2 Break seemingly intractable problems into tractable sub-problems. How many potential mates will a man find in London? Divide the total population by half to get the number who are women, then by those in his age range, those who are single, those of roughly the right age, those with a university degree, those who he will find attractive, those who will find him attractive, those who will be compatible and you end up with 26 women out of a population of 6 million.
3 Strike the right balance between inside and outside views. How often do things of this sort happen in situations of this sort? When estimating the time taken to complete a project, take the employee estimate with a pinch of salt, and the client estimate as a correction factor.
4 Strike the right balance between over-reacting and under-reacting to evidence.
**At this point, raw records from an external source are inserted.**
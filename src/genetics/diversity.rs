//! Genome similarity and sampled population diversity.

use super::genome::Genome;
use rand::Rng;

/// Upper bound on sampled pairs per diversity estimate
pub const DIVERSITY_SAMPLE_PAIRS: usize = 200;

/// Bitwise agreement of packed genes, in 0.0..=1.0.
///
/// Genes are compared position by position; positions past the end of the
/// shorter genome count as fully different. Traits are not compared.
pub fn similarity(a: &Genome, b: &Genome) -> f32 {
    let longest = a.len().max(b.len());
    if longest == 0 {
        return 1.0;
    }

    let matching_bits: u32 = a
        .words()
        .zip(b.words())
        .map(|(x, y)| 32 - (x ^ y).count_ones())
        .sum();

    matching_bits as f32 / (longest as f32 * 32.0)
}

/// Mean dissimilarity over randomly sampled distinct pairs.
///
/// Advisory only: returns 0.0 for fewer than two genomes.
pub fn sampled_diversity<R: Rng + ?Sized>(genomes: &[&Genome], rng: &mut R) -> f32 {
    let n = genomes.len();
    if n < 2 {
        log::debug!("Diversity: {} genome(s), nothing to compare", n);
        return 0.0;
    }

    let samples = DIVERSITY_SAMPLE_PAIRS.min(n);
    let mut total = 0.0f32;

    for _ in 0..samples {
        let i = rng.gen_range(0..n);
        // Second index drawn from the other n-1 slots
        let mut j = rng.gen_range(0..n - 1);
        if j >= i {
            j += 1;
        }
        total += 1.0 - similarity(genomes[i], genomes[j]);
    }

    let diversity = total / samples as f32;
    log::debug!("Diversity: {:.4} over {} pairs", diversity, samples);
    diversity
}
The best forecasters tend to be incremental belief updaters, slightly altering probability estimates. They also know when to jump fast.
5 Look for clashing causal forces in each problem. Understand both thesis and antithesis, summarize both so you recognise how they will develop, then attempt synthesis.
6 Strive to distinguish as many degrees of doubt as the problem permits but no more.
7 Strike the right balance between under- and overconfidence, between prudence and decisiveness.
8 Look for the errors behind your mistakes but beware of rearview mirror hindsight biases.
9 Bring out the best in others and let others bring out the best in you.
10 Master the error-balancing bicycle.
To get further into this, either read the book or look at his Edge masterclass (5 parts) in which he answers question and responds to suggestions.
http://edge.org/edge-master-class-2015-philip-tetlock-a-short-course-in-superforecasting
Comment
This is a first look at an engaging and important problem: how to perceive the world accurately enough to work out what will happen next. Intelligent beings need to be accurate much of the time. If Alex Wissner-Gross (2013) is right, intelligence is a thermodynamic process, and can spontaneously emerge from any organism’s attempt to maximise freedom of action in the future. The key ingredient seems to be the maximisation of future histories.
The key to decision making is to keep one’s options open, the most important option being staying alive.